10. Nonsolicitation. Employee
understands and agrees that Company’s employees and customers and any
information regarding Company’s employees and/or customers is confidential and
constitutes its trade secrets under Colorado law. Employee agrees to
use his best efforts to protect against the intentional or inadvertent
disclosure of such trade secrets to Company’s competitors, customers or vendors,
or to the general public.
10.1 Nonsolicitation
of Customers or Prospects. Employee agrees that all customers of
Company shall remain customers of Company during the term and after the
termination of this Agreement, and that during the term of this Agreement and
for a period of two (2) years after the termination of this Agreement, Employee
will not, either directly or indirectly, separately or in association with
others, interfere with, impair, disrupt or damage Company’s relationship with
any of its customers or customer prospects by soliciting or encouraging others
to solicit any of them for the purpose of diverting or taking away business
from
Company.
10.2 Nonsolicitation
of Company’s Employees. Employee agrees that during the term and
after the termination of this Agreement, Employee will not, either directly
or
indirectly, separately or in association with others, interfere with, impair,
disrupt or damage Company’s business by soliciting, encouraging or recruiting
any of Company’s employees or causing others to solicit or encourage any of
Company’s employees to discontinue their employment with Company.
11. Assignment
of Intellectual Property.
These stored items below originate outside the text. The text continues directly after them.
// Health and metrics endpoints for container probes and Prometheus scrapes.

use axum::{http::header, response::IntoResponse, routing::get, Json, Router};
use serde_json::{json, Value};
use tokio::net::TcpListener;
use tokio_util::sync::CancellationToken;

use crate::metrics;

async fn health_check() -> Json<Value> {
    Json(json!({ "status": "ok", "service": "clan-helper" }))
}

async fn metrics_handler() -> impl IntoResponse {
    (
        [(header::CONTENT_TYPE, "text/plain; version=0.0.4")],
        metrics::gather_metrics(),
    )
}

pub fn router() -> Router {
    Router::new()
        .route("/health", get(health_check))
        .route("/metrics", get(metrics_handler))
}

/// Serve on an already bound listener until `cancel` fires.
pub async fn serve(listener: TcpListener, cancel: CancellationToken) -> std::io::Result<()> {
    if let Ok(addr) = listener.local_addr() {
        tracing::info!(%addr, "Health server listening");
    }
    axum::serve(listener, router())
        .with_graceful_shutdown(cancel.cancelled_owned())
        .await
}
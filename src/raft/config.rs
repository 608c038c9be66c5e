use std::collections::BTreeSet;
use std::time::Duration;

use serde::{Deserialize, Serialize};

use super::{NodeId, RaftError};

/// Voluntary leadership rotation: a leader steps down after `lease_ms` and
/// sleeps for `cool_down_ms` before it may campaign again.
#[derive(Debug, Clone, Copy, PartialEq, Eq, Serialize, Deserialize)]
pub struct RotationConfig {
    pub lease_ms: u64,
    pub cool_down_ms: u64,
}

impl RotationConfig {
    pub fn lease(&self) -> Duration {
        Duration::from_millis(self.lease_ms)
    }

    pub fn cool_down(&self) -> Duration {
        Duration::from_millis(self.cool_down_ms)
    }
}

#[derive(Debug, Clone)]
pub struct RaftConfig {
    pub node_id: NodeId,
    pub peers: Vec<NodeId>,
    pub election_timeout_min: u64, // in milliseconds
    pub election_timeout_max: u64, // in milliseconds, inclusive
    pub rotation: Option<RotationConfig>,
}

impl RaftConfig {
    pub fn new(node_id: NodeId) -> Self {
        Self {
            node_id,
            peers: Vec::new(),
            election_timeout_min: 3000,
            election_timeout_max: 5999,
            rotation: None,
        }
    }

    pub fn add_peer(&mut self, peer_id: NodeId) {
        self.peers.push(peer_id);
    }

    pub fn with_peers(mut self, peers: impl IntoIterator<Item = NodeId>) -> Self {
        self.peers.extend(peers.into_iter().filter(|&p| p != self.node_id));
        self
    }

    pub fn with_election_timeout(mut self, min_ms: u64, max_ms: u64) -> Self {
        self.election_timeout_min = min_ms;
        self.election_timeout_max = max_ms;
        self
    }

    pub fn with_rotation(mut self, lease_ms: u64, cool_down_ms: u64) -> Self {
        self.rotation = Some(RotationConfig {
            lease_ms,
            cool_down_ms,
        });
        self
    }

    /// Number of voting members, this node included.
    pub fn cluster_size(&self) -> usize {
        self.peers.len() + 1
    }

    /// Smallest vote count that is a strict majority of the cluster.
    pub fn quorum(&self) -> usize {
        self.cluster_size() / 2 + 1
    }

    pub fn validate(&self) -> Result<(), RaftError> {
        if self.election_timeout_min == 0 || self.election_timeout_min > self.election_timeout_max
        {
            return Err(RaftError::InvalidTimeoutRange {
                min: self.election_timeout_min,
                max: self.election_timeout_max,
            });
        }

        let mut seen = BTreeSet::new();
        for &peer in &self.peers {
            if peer == self.node_id {
                return Err(RaftError::SelfAsPeer(peer));
            }
            if !seen.insert(peer) {
                return Err(RaftError::DuplicatePeer(peer));
            }
        }

        if let Some(rotation) = self.rotation {
            if rotation.lease_ms == 0 || rotation.cool_down_ms == 0 {
                return Err(RaftError::InvalidRotation);
            }
        }

        Ok(())
    }
}
use rand::Rng;
use std::time::Duration;

/// Draws an election timeout uniformly from `min_ms..=max_ms`.
pub fn random_election_timeout<R: Rng + ?Sized>(rng: &mut R, min_ms: u64, max_ms: u64) -> Duration {
    let timeout_ms = rng.random_range(min_ms..=max_ms);
    Duration::from_millis(timeout_ms)
}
Employee hereby transfers and assigns
to Company all trade secrets, inventions, trademarks, service marks, logos,
corporate names, domain names, ideas, processes, customer lists, business plans,
copy rights, other works of authorship, know-how, improvements, discoveries,
developments, refinements, designs and techniques (collectively referred to
as
“Intellectual Property”), which Employee made, conceived,
developed or reduced to practice or caused be made, conceived, developed or
reduced to practice prior to the Effective Date or which Employee makes,
conceives, develops or reduces to practice or causes to be made, conceived,
developed or reduced to practice while employed by Company, that Employee
considers to be personal property of the property of third parties, and which
is
directly related to the business to be conducted by Company.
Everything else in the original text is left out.